這王德海是她的心腹,這件事情她自然是知曉的。當初她把王德海安插到東宮,就是為了替她看著太子,盯著朝臣。
可是王德海瞞著她,每年貪走了二十萬兩銀子,這件事情,她並不知曉。
她死死地盯著陳瑜,想從這個年輕人的眼睛裡面瞧出哪怕一絲的心虛,她就會立刻把他拖出去。
可是陳瑜那眼神卻是坦蕩得幾乎就像是在挑釁一樣,不卑不亢,不躲不閃。
太后盯著他看了足足有半盞茶的工夫,殿裡的人連大氣都不敢出,有幾個小太監腿都站麻了,也不敢動一下。
忽然間,太后笑了。
那笑聲卻讓所有人都鬆了一口氣。
「好,陳瑜,你很好。」
她微微往前傾了傾身子。
「哀家倒要來瞧瞧,你三日之內能查出來個什麼。要是查不出來,你打太子的那些罪過,可就不是罰一罰俸祿、降一降官職就能了結的了。」
陳瑜不慌不忙,又叩了一個頭。
「臣若是查不出來,任憑太后發落!」
這話說得斬釘截鐵,沒有半分猶豫。
太后盯著他看了片刻,忽然朝旁邊的宮女揮了揮手。
「好,來人哪,去把哀家那串南海的珊瑚朝珠給拿來。」
殿裡面的太監們全都愣住了,你看看我,我看看你,都以為是聽錯了。
打了太子,不但不受罰,太后還要賞東西?
過了好半晌,才有一個小太監捧著一隻錦盒戰戰兢兢地走了上來。
把那錦盒一打開,裡頭是一串珊瑚朝珠,每一顆珠子都有拇指肚那麼大,圓潤飽滿,色澤殷紅如血,在燭火下泛著溫潤的光澤。
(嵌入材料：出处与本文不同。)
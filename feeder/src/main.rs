use std::sync::Arc;
use std::time::Duration;

use dotenv::dotenv;
use feed_actors::data_source::JsonRpcDataSource;
use feed_actors::metrics::{create_shared_metrics, SharedMetrics};
use feed_actors::pipeline::Pipeline;
use tokio::sync::oneshot;
use tracing::{error, info};
use tracing_appender::non_blocking::WorkerGuard;
use tracing_subscriber::{layer::SubscriberExt, util::SubscriberInitExt, Layer};

use crate::config::{get_feeder_config, FeederConfig};
use crate::sink::JsonLinesSink;

mod config;
mod sink;

#[tokio::main]
async fn main() -> anyhow::Result<()> {
    // ignore faillures as .env might not be present at runtime, and this use-case is tolerated
    dotenv()
        .inspect_err(|err| eprintln!("[WARN] reading .env files is failed with err {err}"))
        .ok();

    let config = get_feeder_config()?;
    let _guards = init_logging(&config);
    info!(
        rpc_url = %config.rpc_url,
        categories = %config.categories,
        start_block = config.start_block,
        mode = %config.feed_mode,
        consume = config.consume,
        "Starting feeder"
    );

    let source = Arc::new(JsonRpcDataSource::new(
        &config.rpc_url,
        Duration::from_millis(config.rpc_timeout_ms),
        config.topics()?,
        config.hub_address,
    )?);
    let metrics = create_shared_metrics();
    let pipeline = Pipeline::builder()
        .chain(source.clone())
        .query(source)
        .categories(config.categories.0.clone())
        .start_block(config.start_block)
        .poll_interval(Duration::from_millis(config.poll_interval_ms))
        .timeouts(config.timeouts())
        .mode(config.feed_mode)
        .consume(config.consume)
        .max_worker_retries(config.max_worker_retries)
        .max_restarts(config.max_restarts)
        .restart_delay(Duration::from_millis(config.restart_delay_ms))
        .healthy_after(Duration::from_secs(config.healthy_after_secs))
        .metrics(metrics.clone())
        .build();

    let (shutdown_metrics_tx, shutdown_metrics_rx) = oneshot::channel();
    let metrics_handle = tokio::spawn(log_metrics(
        metrics.clone(),
        Duration::from_secs(config.metrics_interval_secs.max(1)),
        shutdown_metrics_rx,
    ));

    let (shutdown_pipeline_tx, shutdown_pipeline_rx) = oneshot::channel();
    let mut pipeline_handle = tokio::spawn(pipeline.run(
        JsonLinesSink::new(tokio::io::stdout()),
        shutdown_pipeline_rx,
    ));

    let result = tokio::select! {
        result = &mut pipeline_handle => result,
        signal = tokio::signal::ctrl_c() => {
            signal?;
            info!("Termination signal received. Shutting down...");
            _ = shutdown_pipeline_tx
                .send(())
                .inspect_err(|_| error!("failed to shutdown pipeline"));
            pipeline_handle.await
        }
    };

    _ = shutdown_metrics_tx
        .send(())
        .inspect_err(|_| error!("failed to shutdown metrics logger"));
    _ = metrics_handle.await;
    info!("{}", metrics.snapshot());

    result??;
    info!("All tasks shut down.");
    Ok(())
}

/// Logs to stderr, stdout carries the event stream.
fn init_logging(config: &FeederConfig) -> Vec<WorkerGuard> {
    let (non_blocking_appender, guard_stderr) = tracing_appender::non_blocking(std::io::stderr());
    let stderr_subscriber = tracing_subscriber::fmt::layer()
        .with_writer(non_blocking_appender)
        .with_filter(config.rust_log);
    let mut guards = vec![guard_stderr];

    let file_subscriber = config.log_dir.as_ref().map(|dir| {
        let (file_appender, guard_file) =
            tracing_appender::non_blocking(tracing_appender::rolling::daily(dir, "feeder.log"));
        guards.push(guard_file);
        tracing_subscriber::fmt::layer()
            .with_ansi(false)
            .with_writer(file_appender)
            .with_filter(config.rust_log)
    });

    tracing_subscriber::registry()
        .with(stderr_subscriber)
        .with(file_subscriber)
        .init();
    guards
}

async fn log_metrics(
    metrics: SharedMetrics,
    every: Duration,
    mut shutdown: oneshot::Receiver<()>,
) {
    let mut interval = tokio::time::interval(every);
    // the first tick completes immediately
    interval.tick().await;
    loop {
        tokio::select! {
            biased;
            _ = &mut shutdown => return,
            _ = interval.tick() => info!("{}", metrics.snapshot()),
        }
    }
}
「這串朝珠,那是哀家當年封后時先帝賞下來的,價值連城,如今就賞給你了。」
滿殿一片譁然,幾個老太監忍不住倒吸了一口涼氣。
所有人都以為是自己聽錯了,有幾個年輕的宮女甚至偷偷掐了自己一把,看是不是在做夢。
陳瑜面色不變,用雙手恭恭敬敬地把錦盒給接了過來,動作沉穩。
「臣謝過太后恩典。」
但是太后把朝珠遞過來的時候,低聲說了一句只有兩個人能聽見的話。
「查帳歸查帳,不要動哀家的人。哀家自己會有處置的。」
陳瑜低下頭,聲音也壓得極低,恭敬而順從。
「臣明白。」
他退出了慈寧宮的時候,那嘴角勾起來的笑意是比任何時候都要張揚。
珊瑚朝珠捧在手裡,沉甸甸的,那是太后的態度,也是他的一塊護身符。
這第一步的棋,算是走通了。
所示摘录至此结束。